Avec le décès de Ruth Bader Ginsburg, les Démocrates ont juste assez de corde pour se pendre

Par Magali Marc dreuz.info 21 Septembre 2020

Le décès de la juge de la Cour suprême des États-Unis, Ruth Bader Ginsburg, survenant en pleine campagne électorale, est une malchance pour les Démocrates. Étant la plus âgée de la SCOTUS, Mme RBG, comme certains l’appelaient affectueusement, avait refusé, en 2014, de démissionner pour permettre au Président Obama de nommer à sa place une gauchiste plus jeune. À l’époque, elle estimait que la majorité républicaine au Sénat n’autoriserait jamais une candidate digne de la remplacer.

En 2016, elle aurait pu démissionner mais, féministe convaincue, elle souhaitait probablement que ce soit Hillary Clinton qui ait l’occasion de nommer sa remplaçante. Manque de pot, l’élection présidentielle de 2016 a porté au pouvoir, un candidat que Mme RBG ne prenait pas au sérieux.

Quatre ans plus tard, donc en 2020, après l’échec retentissant de l’Impeachment, les Démocrates ne pensaient pas avoir des chances de remporter l’élection présidentielle de novembre. Ils se sont donc affairés à sauver les meubles afin de sauvegarder leur majorité à la Chambre des Représentants et peut-être retrouver une majorité au Sénat qui leur permettrait de bloquer presque toutes les initiatives du futur président réélu.

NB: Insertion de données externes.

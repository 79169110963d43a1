use std::collections::BTreeMap;
use std::io::Write;
use std::net::SocketAddr;

use serde::Serialize;

use crate::config::{CORE_PROTOCOL_VERSION, PROTOCOL_VERSION};
use crate::error::ServeError;

/// The go-plugin handshake line: `core|protocol|tcp|addr|grpc[|cert]`.
pub fn handshake_line(addr: SocketAddr, certificate: Option<&str>) -> String {
    let mut line = format!("{CORE_PROTOCOL_VERSION}|{PROTOCOL_VERSION}|tcp|{addr}|grpc");
    if let Some(certificate) = certificate {
        line.push('|');
        line.push_str(certificate);
    }
    line
}

pub fn write_handshake(
    out: &mut impl Write,
    addr: SocketAddr,
    certificate: Option<&str>,
) -> Result<(), ServeError> {
    writeln!(out, "{}", handshake_line(addr, certificate))
        .and_then(|()| out.flush())
        .map_err(ServeError::Handshake)
}

#[derive(Debug, Serialize)]
#[serde(rename_all = "PascalCase")]
struct ReattachConfig {
    protocol: &'static str,
    protocol_version: u32,
    pid: u32,
    test: bool,
    addr: ReattachAddr,
}

#[derive(Debug, Serialize)]
#[serde(rename_all = "PascalCase")]
struct ReattachAddr {
    network: &'static str,
    string: String,
}

/// Value for `TF_REATTACH_PROVIDERS` pointing Terraform at this process.
pub fn reattach_json(provider_address: &str, addr: SocketAddr) -> Result<String, ServeError> {
    let config = ReattachConfig {
        protocol: "grpc",
        protocol_version: PROTOCOL_VERSION,
        pid: std::process::id(),
        test: true,
        addr: ReattachAddr {
            network: "tcp",
            string: addr.to_string(),
        },
    };
    let providers = BTreeMap::from([(provider_address, config)]);
    Ok(serde_json::to_string(&providers)?)
}

pub fn write_reattach(
    out: &mut impl Write,
    provider_address: &str,
    addr: SocketAddr,
) -> Result<(), ServeError> {
    let json = reattach_json(provider_address, addr)?;
    writeln!(
        out,
        "Provider started. To attach Terraform CLI, set the TF_REATTACH_PROVIDERS \
         environment variable with the following:\n\n\tTF_REATTACH_PROVIDERS='{json}'\n"
    )
    .and_then(|()| out.flush())
    .map_err(ServeError::Handshake)
}
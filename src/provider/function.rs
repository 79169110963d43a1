use crate::env::SourceEnv;
use crate::error::Error;

use super::diagnostics::FunctionError;
use super::schema::{DescriptionKind, FunctionDefinition, Parameter, ValueType};
use super::value::Value;

/// A provider-defined function callable as `provider::<name>::<function>`.
pub trait Function: Send + Sync {
    fn name(&self) -> &'static str;

    fn definition(&self) -> FunctionDefinition;

    fn call(&self, arguments: &[Value]) -> Result<Value, FunctionError>;
}

/// `getenv(name, required)`: value of an environment variable.
#[derive(Debug, Clone, Default)]
pub struct GetenvFunction {
    env: SourceEnv,
}

impl GetenvFunction {
    pub fn new(env: SourceEnv) -> Self {
        Self { env }
    }
}

impl Function for GetenvFunction {
    fn name(&self) -> &'static str {
        "getenv"
    }

    fn definition(&self) -> FunctionDefinition {
        FunctionDefinition {
            summary: "Retrieves the value of an environment variable.".to_owned(),
            description: "This function reads the value of the specified environment variable. \
                          If the environment variable is not set - or has an empty value - and \
                          marked as required, an error will be returned. Otherwise, it returns \
                          an empty string when the variable is unset."
                .to_owned(),
            description_kind: DescriptionKind::Markdown,
            parameters: vec![
                Parameter::new(
                    "name",
                    ValueType::String,
                    "The name of the environment variable to read",
                ),
                Parameter::new(
                    "required",
                    ValueType::Bool,
                    "Whether the environment variable is required",
                ),
            ],
            return_type: ValueType::String,
        }
    }

    fn call(&self, arguments: &[Value]) -> Result<Value, FunctionError> {
        let [name, required] = arguments else {
            return Err(FunctionError::new(format!(
                "Expected 2 arguments, got {}",
                arguments.len()
            )));
        };
        let name = name
            .as_str()
            .ok_or_else(|| FunctionError::argument(0, "Expected a known string"))?;
        let required = required
            .as_bool()
            .ok_or_else(|| FunctionError::argument(1, "Expected a known bool"))?;

        match self.env.lookup(name, required) {
            Ok(lookup) => Ok(Value::String(lookup.value)),
            Err(Error::RequiredValueMissing { .. }) => {
                tracing::debug!(name, "required environment variable not found");
                Err(FunctionError::argument(1, "Environment variable not found"))
            }
            Err(err) => Err(FunctionError::new(err.to_string())),
        }
    }
}

#[cfg(test)]
mod tests {
    use super::*;

    fn getenv(env: &[(&str, &str)], name: &str, required: bool) -> Result<Value, FunctionError> {
        let function = GetenvFunction::new(SourceEnv::from_pairs(env.iter().copied()));
        function.call(&[Value::from(name), Value::from(required)])
    }

    #[test]
    fn returns_value_when_set() {
        let env = [("TEST_GETENV_VALUE", "testvalue")];

        assert_eq!(getenv(&env, "TEST_GETENV_VALUE", false), Ok(Value::from("testvalue")));
        assert_eq!(getenv(&env, "TEST_GETENV_VALUE", true), Ok(Value::from("testvalue")));
    }

    #[test]
    fn unset_optional_variable_is_empty_string() {
        assert_eq!(getenv(&[], "TEST_GETENV_NOT_EXISTING_VALUE", false), Ok(Value::from("")));
    }

    #[test]
    fn unset_or_empty_required_variable_fails_on_second_argument() {
        let env = [("EMPTY", "")];
        for name in ["TEST_GETENV_NOT_EXISTING_VALUE", "EMPTY"] {
            let err = getenv(&env, name, true).expect_err("expected function error");
            assert_eq!(err.text, "Environment variable not found");
            assert_eq!(err.argument, Some(1));
        }
    }

    #[test]
    fn rejects_wrong_argument_shapes() {
        let function = GetenvFunction::default();

        let err = function.call(&[Value::from("X")]).expect_err("arity");
        assert_eq!(err.argument, None);

        let err = function
            .call(&[Value::Null, Value::from(false)])
            .expect_err("null name");
        assert_eq!(err.argument, Some(0));

        let err = function
            .call(&[Value::from("X"), Value::Unknown])
            .expect_err("unknown required");
        assert_eq!(err.argument, Some(1));
    }

    #[test]
    fn definition_lists_name_then_required() {
        let definition = GetenvFunction::default().definition();
        let names: Vec<_> = definition.parameters.iter().map(|p| p.name.as_str()).collect();

        assert_eq!(names, vec!["name", "required"]);
        assert_eq!(definition.return_type, ValueType::String);
    }
}
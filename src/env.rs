use std::collections::BTreeMap;

use crate::error::Error;
use crate::model::EnvLookup;

/// Where environment variables are read from.
///
/// The provider only ever reads, so both variants are safe to share across
/// concurrent requests.
#[derive(Debug, Clone, PartialEq, Eq)]
pub struct SourceEnv {
    kind: SourceEnvKind,
}

#[derive(Debug, Clone, PartialEq, Eq)]
enum SourceEnvKind {
    /// Read through [`std::env::var_os`] at lookup time.
    Process,
    /// Read from a fixed in-memory map.
    Memory(BTreeMap<String, String>),
}

impl Default for SourceEnv {
    fn default() -> Self {
        Self::process()
    }
}

impl SourceEnv {
    /// Read variables from the current process environment.
    pub fn process() -> Self {
        Self {
            kind: SourceEnvKind::Process,
        }
    }

    /// Read variables from an in-memory map instead of the process.
    pub fn from_memory(map: BTreeMap<String, String>) -> Self {
        Self {
            kind: SourceEnvKind::Memory(map),
        }
    }

    pub fn from_pairs<I, K, V>(pairs: I) -> Self
    where
        I: IntoIterator<Item = (K, V)>,
        K: Into<String>,
        V: Into<String>,
    {
        Self::from_memory(
            pairs
                .into_iter()
                .map(|(key, value)| (key.into(), value.into()))
                .collect(),
        )
    }

    /// Value of `name`, or `None` when it is not set.
    ///
    /// Non-UTF-8 process values are converted lossily.
    pub fn var(&self, name: &str) -> Option<String> {
        match &self.kind {
            SourceEnvKind::Process => {
                std::env::var_os(name).map(|value| value.to_string_lossy().into_owned())
            }
            SourceEnvKind::Memory(map) => map.get(name).cloned(),
        }
    }

    /// Look up `name`, failing when it is required but unset or empty.
    pub fn lookup(&self, name: &str, required: bool) -> Result<EnvLookup, Error> {
        let found = self.var(name);
        let present = found.is_some();
        let value = found.unwrap_or_default();

        if required && value.is_empty() {
            return Err(Error::RequiredValueMissing {
                name: name.to_owned(),
            });
        }

        Ok(EnvLookup {
            name: name.to_owned(),
            required,
            value,
            present,
        })
    }
}
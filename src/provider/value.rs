//! Terraform values as carried by the protocol's `DynamicValue`.
//!
//! Terraform encodes values with MessagePack: objects and maps are both
//! MessagePack maps keyed by attribute or element name, and unknown values are
//! MessagePack extension values. JSON is accepted on input as well.

use std::collections::BTreeMap;

/// A decoded Terraform value.
#[derive(Debug, Clone, PartialEq)]
pub enum Value {
    Null,
    /// Not yet known during planning.
    Unknown,
    Bool(bool),
    Number(f64),
    String(String),
    List(Vec<Value>),
    /// Objects and maps, in encoding order.
    Map(Vec<(String, Value)>),
}

#[derive(Debug, thiserror::Error)]
pub enum ValueError {
    #[error("invalid msgpack value: {0}")]
    Decode(#[from] rmpv::decode::Error),
    #[error("failed to encode msgpack value: {0}")]
    Encode(#[from] rmpv::encode::Error),
    #[error("invalid json value: {0}")]
    Json(#[from] serde_json::Error),
    #[error("map keys must be strings")]
    NonStringKey,
    #[error("unsupported msgpack type {0}")]
    Unsupported(&'static str),
}

impl Value {
    /// Build an object value from attribute name/value pairs.
    pub fn object<I, K>(attributes: I) -> Self
    where
        I: IntoIterator<Item = (K, Value)>,
        K: Into<String>,
    {
        Self::Map(
            attributes
                .into_iter()
                .map(|(name, value)| (name.into(), value))
                .collect(),
        )
    }

    pub fn string_map<'a, I>(entries: I) -> Self
    where
        I: IntoIterator<Item = (&'a str, &'a str)>,
    {
        Self::Map(
            entries
                .into_iter()
                .map(|(key, value)| (key.to_owned(), Self::String(value.to_owned())))
                .collect(),
        )
    }

    /// Attribute or element `key` of a map value.
    pub fn get(&self, key: &str) -> Option<&Value> {
        match self {
            Self::Map(entries) => entries
                .iter()
                .find(|(name, _)| name == key)
                .map(|(_, value)| value),
            _ => None,
        }
    }

    pub fn as_str(&self) -> Option<&str> {
        match self {
            Self::String(value) => Some(value),
            _ => None,
        }
    }

    pub fn as_bool(&self) -> Option<bool> {
        match self {
            Self::Bool(value) => Some(*value),
            _ => None,
        }
    }

    pub fn is_null(&self) -> bool {
        matches!(self, Self::Null)
    }

    pub fn is_unknown(&self) -> bool {
        matches!(self, Self::Unknown)
    }

    /// Flatten a map of strings. Returns `None` for any other shape.
    pub fn to_string_map(&self) -> Option<BTreeMap<String, String>> {
        let Self::Map(entries) = self else {
            return None;
        };
        entries
            .iter()
            .map(|(key, value)| Some((key.clone(), value.as_str()?.to_owned())))
            .collect()
    }

    pub fn from_msgpack(mut bytes: &[u8]) -> Result<Self, ValueError> {
        let raw = rmpv::decode::read_value(&mut bytes)?;
        Self::try_from_msgpack(raw)
    }

    pub fn from_json(bytes: &[u8]) -> Result<Self, ValueError> {
        let raw: serde_json::Value = serde_json::from_slice(bytes)?;
        Ok(Self::from(raw))
    }

    pub fn to_msgpack(&self) -> Result<Vec<u8>, ValueError> {
        let mut buf = Vec::new();
        rmpv::encode::write_value(&mut buf, &self.to_rmpv())?;
        Ok(buf)
    }

    fn try_from_msgpack(raw: rmpv::Value) -> Result<Self, ValueError> {
        Ok(match raw {
            rmpv::Value::Nil => Self::Null,
            rmpv::Value::Boolean(value) => Self::Bool(value),
            rmpv::Value::Integer(value) => {
                Self::Number(value.as_f64().ok_or(ValueError::Unsupported("integer"))?)
            }
            rmpv::Value::F32(value) => Self::Number(f64::from(value)),
            rmpv::Value::F64(value) => Self::Number(value),
            rmpv::Value::String(value) => Self::String(
                value
                    .into_str()
                    .ok_or(ValueError::Unsupported("non-UTF-8 string"))?,
            ),
            rmpv::Value::Binary(_) => return Err(ValueError::Unsupported("binary")),
            rmpv::Value::Array(items) => Self::List(
                items
                    .into_iter()
                    .map(Self::try_from_msgpack)
                    .collect::<Result<_, _>>()?,
            ),
            rmpv::Value::Map(pairs) => Self::Map(
                pairs
                    .into_iter()
                    .map(|(key, value)| {
                        let rmpv::Value::String(key) = key else {
                            return Err(ValueError::NonStringKey);
                        };
                        let key = key.into_str().ok_or(ValueError::NonStringKey)?;
                        Ok((key, Self::try_from_msgpack(value)?))
                    })
                    .collect::<Result<_, _>>()?,
            ),
            // Plain and refined unknowns both travel as extension values.
            rmpv::Value::Ext(_, _) => Self::Unknown,
        })
    }

    fn to_rmpv(&self) -> rmpv::Value {
        match self {
            Self::Null => rmpv::Value::Nil,
            Self::Unknown => rmpv::Value::Ext(0, vec![0]),
            Self::Bool(value) => rmpv::Value::Boolean(*value),
            Self::Number(value) if value.fract() == 0.0 && value.abs() < i64::MAX as f64 => {
                rmpv::Value::from(*value as i64)
            }
            Self::Number(value) => rmpv::Value::F64(*value),
            Self::String(value) => rmpv::Value::from(value.as_str()),
            Self::List(items) => rmpv::Value::Array(items.iter().map(Self::to_rmpv).collect()),
            Self::Map(entries) => rmpv::Value::Map(
                entries
                    .iter()
                    .map(|(key, value)| (rmpv::Value::from(key.as_str()), value.to_rmpv()))
                    .collect(),
            ),
        }
    }
}

impl From<serde_json::Value> for Value {
    fn from(raw: serde_json::Value) -> Self {
        match raw {
            serde_json::Value::Null => Self::Null,
            serde_json::Value::Bool(value) => Self::Bool(value),
            serde_json::Value::Number(value) => Self::Number(value.as_f64().unwrap_or_default()),
            serde_json::Value::String(value) => Self::String(value),
            serde_json::Value::Array(items) => {
                Self::List(items.into_iter().map(Self::from).collect())
            }
            serde_json::Value::Object(entries) => Self::Map(
                entries
                    .into_iter()
                    .map(|(key, value)| (key, Self::from(value)))
                    .collect(),
            ),
        }
    }
}

impl From<&str> for Value {
    fn from(value: &str) -> Self {
        Self::String(value.to_owned())
    }
}

impl From<String> for Value {
    fn from(value: String) -> Self {
        Self::String(value)
    }
}

impl From<bool> for Value {
    fn from(value: bool) -> Self {
        Self::Bool(value)
    }
}
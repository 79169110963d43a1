use std::collections::HashMap;
use std::sync::Arc;

use tokio::sync::Notify;
use tonic::{Request, Response, Status};

use crate::provider::EnvProvider;
use crate::provider::schema::Schema;
use crate::provider::value::Value;

use super::convert;
use super::proto::plugin;
use super::proto::tfplugin6 as pb;

/// `tfplugin6.Provider` backed by an [`EnvProvider`].
#[derive(Debug, Clone)]
pub struct GrpcProvider {
    provider: Arc<EnvProvider>,
}

impl GrpcProvider {
    pub fn new(provider: EnvProvider) -> Self {
        Self {
            provider: Arc::new(provider),
        }
    }

    fn capabilities() -> pb::ServerCapabilities {
        pb::ServerCapabilities {
            plan_destroy: true,
            get_provider_schema_optional: true,
            move_resource_state: false,
        }
    }

    fn functions(&self) -> HashMap<String, pb::Function> {
        self.provider
            .functions()
            .map(|function| {
                (
                    function.name().to_owned(),
                    convert::function(&function.definition()),
                )
            })
            .collect()
    }
}

#[tonic::async_trait]
impl pb::provider_server::Provider for GrpcProvider {
    async fn get_metadata(
        &self,
        _request: Request<pb::get_metadata::Request>,
    ) -> Result<Response<pb::get_metadata::Response>, Status> {
        tracing::debug!("GetMetadata");
        Ok(Response::new(pb::get_metadata::Response {
            server_capabilities: Some(Self::capabilities()),
            diagnostics: Vec::new(),
            data_sources: self
                .provider
                .data_source_names()
                .map(|type_name| pb::get_metadata::DataSourceMetadata { type_name })
                .collect(),
            resources: Vec::new(),
            functions: self
                .provider
                .functions()
                .map(|function| pb::get_metadata::FunctionMetadata {
                    name: function.name().to_owned(),
                })
                .collect(),
        }))
    }

    async fn get_provider_schema(
        &self,
        _request: Request<pb::get_provider_schema::Request>,
    ) -> Result<Response<pb::get_provider_schema::Response>, Status> {
        tracing::debug!("GetProviderSchema");
        Ok(Response::new(pb::get_provider_schema::Response {
            provider: Some(convert::schema(&self.provider.schema())),
            resource_schemas: HashMap::new(),
            data_source_schemas: self
                .provider
                .data_sources()
                .map(|(type_name, data_source)| (type_name, convert::schema(&data_source.schema())))
                .collect(),
            diagnostics: Vec::new(),
            provider_meta: Some(convert::schema(&Schema::new())),
            server_capabilities: Some(Self::capabilities()),
            functions: self.functions(),
        }))
    }

    async fn validate_provider_config(
        &self,
        request: Request<pb::validate_provider_config::Request>,
    ) -> Result<Response<pb::validate_provider_config::Response>, Status> {
        tracing::debug!("ValidateProviderConfig");
        let diagnostics = match convert::decode_value(request.get_ref().config.as_ref()) {
            Ok(config) => convert::diagnostics(self.provider.validate_config(&config)),
            Err(err) => vec![convert::invalid_value("provider configuration", &err)],
        };
        Ok(Response::new(pb::validate_provider_config::Response {
            diagnostics,
        }))
    }

    async fn configure_provider(
        &self,
        request: Request<pb::configure_provider::Request>,
    ) -> Result<Response<pb::configure_provider::Response>, Status> {
        let request = request.into_inner();
        tracing::debug!(terraform_version = %request.terraform_version, "ConfigureProvider");
        let diagnostics = match convert::decode_value(request.config.as_ref()) {
            Ok(config) => convert::diagnostics(
                self.provider
                    .configure(&request.terraform_version, &config),
            ),
            Err(err) => vec![convert::invalid_value("provider configuration", &err)],
        };
        Ok(Response::new(pb::configure_provider::Response {
            diagnostics,
        }))
    }

    async fn validate_data_resource_config(
        &self,
        request: Request<pb::validate_data_resource_config::Request>,
    ) -> Result<Response<pb::validate_data_resource_config::Response>, Status> {
        let request = request.into_inner();
        tracing::debug!(type_name = %request.type_name, "ValidateDataResourceConfig");
        let diagnostics = match convert::decode_value(request.config.as_ref()) {
            Ok(config) => convert::diagnostics(
                self.provider
                    .validate_data_source(&request.type_name, &config),
            ),
            Err(err) => vec![convert::invalid_value("data source configuration", &err)],
        };
        Ok(Response::new(pb::validate_data_resource_config::Response {
            diagnostics,
        }))
    }

    async fn read_data_source(
        &self,
        request: Request<pb::read_data_source::Request>,
    ) -> Result<Response<pb::read_data_source::Response>, Status> {
        let request = request.into_inner();
        tracing::debug!(type_name = %request.type_name, "ReadDataSource");

        let config = match convert::decode_value(request.config.as_ref()) {
            Ok(config) => config,
            Err(err) => {
                return Ok(Response::new(pb::read_data_source::Response {
                    state: None,
                    diagnostics: vec![convert::invalid_value("data source configuration", &err)],
                }));
            }
        };

        let provider = Arc::clone(&self.provider);
        let type_name = request.type_name;
        let read = tokio::task::spawn_blocking(move || provider.read_data_source(&type_name, &config))
            .await
            .map_err(|err| Status::internal(format!("data source read panicked: {err}")))?;

        let mut diagnostics = convert::diagnostics(read.diagnostics);
        let state = match read.state.as_ref().map(convert::encode_value).transpose() {
            Ok(state) => state,
            Err(err) => {
                diagnostics.push(convert::invalid_value("data source state", &err));
                None
            }
        };
        Ok(Response::new(pb::read_data_source::Response {
            state,
            diagnostics,
        }))
    }

    async fn get_functions(
        &self,
        _request: Request<pb::get_functions::Request>,
    ) -> Result<Response<pb::get_functions::Response>, Status> {
        tracing::debug!("GetFunctions");
        Ok(Response::new(pb::get_functions::Response {
            functions: self.functions(),
            diagnostics: Vec::new(),
        }))
    }

    async fn call_function(
        &self,
        request: Request<pb::call_function::Request>,
    ) -> Result<Response<pb::call_function::Response>, Status> {
        let request = request.into_inner();
        tracing::debug!(name = %request.name, "CallFunction");

        let mut arguments = Vec::with_capacity(request.arguments.len());
        for (index, argument) in request.arguments.iter().enumerate() {
            match convert::decode_value(Some(argument)) {
                Ok(value) => arguments.push(value),
                Err(err) => {
                    return Ok(Response::new(pb::call_function::Response {
                        result: None,
                        error: Some(pb::FunctionError {
                            text: format!("Failed to decode argument: {err}"),
                            function_argument: Some(index as i64),
                        }),
                    }));
                }
            }
        }

        let response = match self
            .provider
            .call_function(&request.name, &arguments)
            .map_err(convert::function_error)
            .and_then(|result: Value| {
                convert::encode_value(&result).map_err(|err| pb::FunctionError {
                    text: format!("Failed to encode result: {err}"),
                    function_argument: None,
                })
            }) {
            Ok(result) => pb::call_function::Response {
                result: Some(result),
                error: None,
            },
            Err(error) => pb::call_function::Response {
                result: None,
                error: Some(error),
            },
        };
        Ok(Response::new(response))
    }

    async fn stop_provider(
        &self,
        _request: Request<pb::stop_provider::Request>,
    ) -> Result<Response<pb::stop_provider::Response>, Status> {
        // Requests finish on their own; there is no in-flight work to cancel.
        tracing::debug!("StopProvider");
        Ok(Response::new(pb::stop_provider::Response {
            error: String::new(),
        }))
    }
}

/// go-plugin's controller: Terraform calls `Shutdown` when it is done with us.
#[derive(Debug, Clone)]
pub struct Controller {
    shutdown: Arc<Notify>,
}

impl Controller {
    pub fn new(shutdown: Arc<Notify>) -> Self {
        Self { shutdown }
    }
}

#[tonic::async_trait]
impl plugin::grpc_controller_server::GrpcController for Controller {
    async fn shutdown(
        &self,
        _request: Request<plugin::Empty>,
    ) -> Result<Response<plugin::Empty>, Status> {
        tracing::info!("shutdown requested");
        self.shutdown.notify_one();
        Ok(Response::new(plugin::Empty {}))
    }
}
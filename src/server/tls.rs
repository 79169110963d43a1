use base64::Engine as _;
use base64::engine::general_purpose::STANDARD_NO_PAD;
use rcgen::CertifiedKey;
use tonic::transport::{Identity, ServerTlsConfig};

use crate::error::ServeError;

/// Self-signed certificate the server presents when Terraform asks for TLS.
///
/// Terraform pins the certificate it receives in the handshake, so a fresh one
/// is generated for every run.
pub struct ServerCertificate {
    cert_pem: String,
    key_pem: String,
    der: Vec<u8>,
}

impl ServerCertificate {
    pub fn generate() -> Result<Self, ServeError> {
        let CertifiedKey { cert, key_pair } =
            rcgen::generate_simple_self_signed(vec!["localhost".to_owned()])?;
        Ok(Self {
            cert_pem: cert.pem(),
            key_pem: key_pair.serialize_pem(),
            der: cert.der().to_vec(),
        })
    }

    /// DER bytes in unpadded standard base64, the handshake's last field.
    pub fn handshake_encoding(&self) -> String {
        STANDARD_NO_PAD.encode(&self.der)
    }

    pub fn tls_config(&self) -> ServerTlsConfig {
        ServerTlsConfig::new().identity(Identity::from_pem(&self.cert_pem, &self.key_pem))
    }
}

Afin de bloquer la montée du candidat socialiste, Bernie Sanders, qui avait le vent dans les voiles lors des primaires, l’Establishment démocrate a décidé de jeter son dévolu sur un candidat manipulable, le sénile Joe Biden qui perd la mémoire, oublie où il est et ne finit pas ses phrases. Pour conserver l’appui des partisans gauchistes enthousiasmés par Bernie Sanders, il était entendu que le programme démocrate engloberait leurs revendications telles que le Green New Deal d’AOC, la fin des combustibles fossiles, etc.

Puis, sont arrivés en mars la pandémie et le confinement, ainsi que, fin mai, les émeutes provoquées par la mort d’un Afro-américain aux mains de la police.

Après avoir nié l’importance de la pandémie causée par le virus de Wuhan, avec l’aide de leurs valets dans les médias de masse, les Démocrates ont décidé d’aggraver le confinement et les pertes économiques dans les États qu’ils contrôlent pour pouvoir ensuite accuser Trump d’incompétence.
N’ayant rien à offrir d’alléchant aux électeurs, ils n’ont pas trouvé mieux que de se jeter sur ces occasions de vilipender le Président pour sa « mauvaise gestion de la pandémie » et son « racisme ».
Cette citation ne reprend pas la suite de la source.